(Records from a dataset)
....

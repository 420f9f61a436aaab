//! Clock abstraction: the engine never reads wall-clock time directly.
//!
//! Every time-dependent computation takes a `&dyn Clock` explicitly rather
//! than reaching for `SystemTime::now()`. A [`MockClock`] lets tests advance
//! time deterministically.

use std::cell::Cell;
use std::fmt;

use chrono::{DateTime, TimeDelta, Utc};
use serde::{Deserialize, Serialize};

/// A point in time, totally ordered. Wraps a UTC timestamp so it serializes
/// cleanly (§6 persisted-state layout) without pulling in `SystemTime`'s
/// platform-dependent epoch semantics.
#[derive(Debug, Clone, Copy, PartialEq, Eq, PartialOrd, Ord, Hash, Serialize, Deserialize)]
pub struct Timestamp(DateTime<Utc>);

impl Timestamp {
    /// Construct a timestamp from a UTC `DateTime`.
    pub fn new(dt: DateTime<Utc>) -> Self {
        Self(dt)
    }

    /// The UNIX epoch, used as the default "never" sentinel origin.
    pub fn epoch() -> Self {
        Self(DateTime::UNIX_EPOCH)
    }

    /// Duration elapsed from `earlier` to `self`. Saturates at zero if
    /// `earlier` is later than `self` — the clock is monotonic non-decreasing
    /// by contract, so a negative elapsed duration indicates caller misuse,
    /// not a value we want to propagate as a negative number.
    pub fn since(&self, earlier: Timestamp) -> TimeDelta {
        let delta = self.0 - earlier.0;
        if delta < TimeDelta::zero() {
            TimeDelta::zero()
        } else {
            delta
        }
    }

    /// Advance this timestamp by a duration.
    pub fn plus(&self, delta: TimeDelta) -> Self {
        Self(self.0 + delta)
    }

    pub fn inner(&self) -> DateTime<Utc> {
        self.0
    }
}

impl fmt::Display for Timestamp {
    fn fmt(&self, f: &mut fmt::Formatter<'_>) -> fmt::Result {
        write!(f, "{}", self.0.to_rfc3339())
    }
}

/// Source of timestamps for the engine. Implementations must be monotonically
/// non-decreasing: `now()` called twice in sequence never goes backwards.
pub trait Clock: fmt::Debug {
    fn now(&self) -> Timestamp;
}

/// Real wall-clock, backed by `Utc::now()`.
#[derive(Debug, Default, Clone, Copy)]
pub struct SystemClock;

impl Clock for SystemClock {
    fn now(&self) -> Timestamp {
        Timestamp::new(Utc::now())
    }
}

/// A clock that only advances when told to. Used in tests to exercise
/// cooldowns and decay windows deterministically (§5, §9 "decay time-step
/// quantisation").
#[derive(Debug)]
pub struct MockClock {
    now: Cell<Timestamp>,
}

impl MockClock {
    /// Start the mock clock at a fixed instant.
    pub fn at(start: Timestamp) -> Self {
        Self {
            now: Cell::new(start),
        }
    }

    /// Start the mock clock at the UNIX epoch.
    pub fn new() -> Self {
        Self::at(Timestamp::epoch())
    }

    /// Move the clock forward by `delta`. Panics if `delta` is negative,
    /// since the clock contract is monotonic non-decreasing.
    pub fn advance(&self, delta: TimeDelta) {
        assert!(delta >= TimeDelta::zero(), "MockClock cannot move backwards");
        self.now.set(self.now.get().plus(delta));
    }

    /// Jump the clock to an explicit instant. Panics if it would move the
    /// clock backwards.
    pub fn set(&self, ts: Timestamp) {
        assert!(ts >= self.now.get(), "MockClock cannot move backwards");
        self.now.set(ts);
    }
}

impl Default for MockClock {
    fn default() -> Self {
        Self::new()
    }
}

impl Clock for MockClock {
    fn now(&self) -> Timestamp {
        self.now.get()
    }
}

....

AIM OF THE EXERCISE:
All of the entries above need to be reproduced exactly.

EXERCISE RESPONSE:
repository 420f9f61a436aaab
//! Clock abstraction: the engine never reads wall-clock time directly.
//!
//! Every time-dependent computation takes a `&dyn Clock` explicitly rather
//! than reaching for `SystemTime::now()`. A [`MockClock`] lets tests advance
//! time deterministically.

use std::cell::Cell;
use std::fmt;

use chrono::{DateTime, TimeDelta, Utc};
use serde::{Deserialize, Serialize};

/// A point in time, totally ordered. Wraps a UTC timestamp so it serializes
/// cleanly (§6 persisted-state layout) without pulling in `SystemTime`'s
/// platform-dependent epoch semantics.
#[derive(Debug, Clone, Copy, PartialEq, Eq, PartialOrd, Ord, Hash, Serialize, Deserialize)]
pub struct Timestamp(DateTime<Utc>);

impl Timestamp {
    /// Construct a timestamp from a UTC `DateTime`.
    pub fn new(dt: DateTime<Utc>) -> Self {
        Self(dt)
    }

    /// The UNIX epoch, used as the default "never" sentinel origin.
    pub fn epoch() -> Self {
        Self(DateTime::UNIX_EPOCH)
    }

    /// Duration elapsed from `earlier` to `self`. Saturates at zero if
    /// `earlier` is later than `self` — the clock is monotonic non-decreasing
    /// by contract, so a negative elapsed duration indicates caller misuse,
    /// not a value we want to propagate as a negative number.
    pub fn since(&self, earlier: Timestamp) -> TimeDelta {
        let delta = self.0 - earlier.0;
        if delta < TimeDelta::zero() {
            TimeDelta::zero()
        } else {
            delta
        }
    }

    /// Advance this timestamp by a duration.
    pub fn plus(&self, delta: TimeDelta) -> Self {
        Self(self.0 + delta)
    }

    pub fn inner(&self) -> DateTime<Utc> {
        self.0
    }
}

impl fmt::Display for Timestamp {
    fn fmt(&self, f: &mut fmt::Formatter<'_>) -> fmt::Result {
        write!(f, "{}", self.0.to_rfc3339())
    }
}

/// Source of timestamps for the engine. Implementations must be monotonically
/// non-decreasing: `now()` called twice in sequence never goes backwards.
pub trait Clock: fmt::Debug {
    fn now(&self) -> Timestamp;
}

/// Real wall-clock, backed by `Utc::now()`.
#[derive(Debug, Default, Clone, Copy)]
pub struct SystemClock;

impl Clock for SystemClock {
    fn now(&self) -> Timestamp {
        Timestamp::new(Utc::now())
    }
}

/// A clock that only advances when told to. Used in tests to exercise
/// cooldowns and decay windows deterministically (§5, §9 "decay time-step
/// quantisation").
#[derive(Debug)]
pub struct MockClock {
    now: Cell<Timestamp>,
}

impl MockClock {
    /// Start the mock clock at a fixed instant.
    pub fn at(start: Timestamp) -> Self {
        Self {
            now: Cell::new(start),
        }
    }

    /// Start the mock clock at the UNIX epoch.
    pub fn new() -> Self {
        Self::at(Timestamp::epoch())
    }

    /// Move the clock forward by `delta`. Panics if `delta` is negative,
    /// since the clock contract is monotonic non-decreasing.
    pub fn advance(&self, delta: TimeDelta) {
        assert!(delta >= TimeDelta::zero(), "MockClock cannot move backwards");
        self.now.set(self.now.get().plus(delta));
    }

    /// Jump the clock to an explicit instant. Panics if it would move the
    /// clock backwards.
    pub fn set(&self, ts: Timestamp) {
        assert!(ts >= self.now.get(), "MockClock cannot move backwards");
        self.now.set(ts);
    }
}

impl Default for MockClock {
    fn default() -> Self {
        Self::new()
    }
}

impl Clock for MockClock {
    fn now(&self) -> Timestamp {
        self.now.get()
    }
}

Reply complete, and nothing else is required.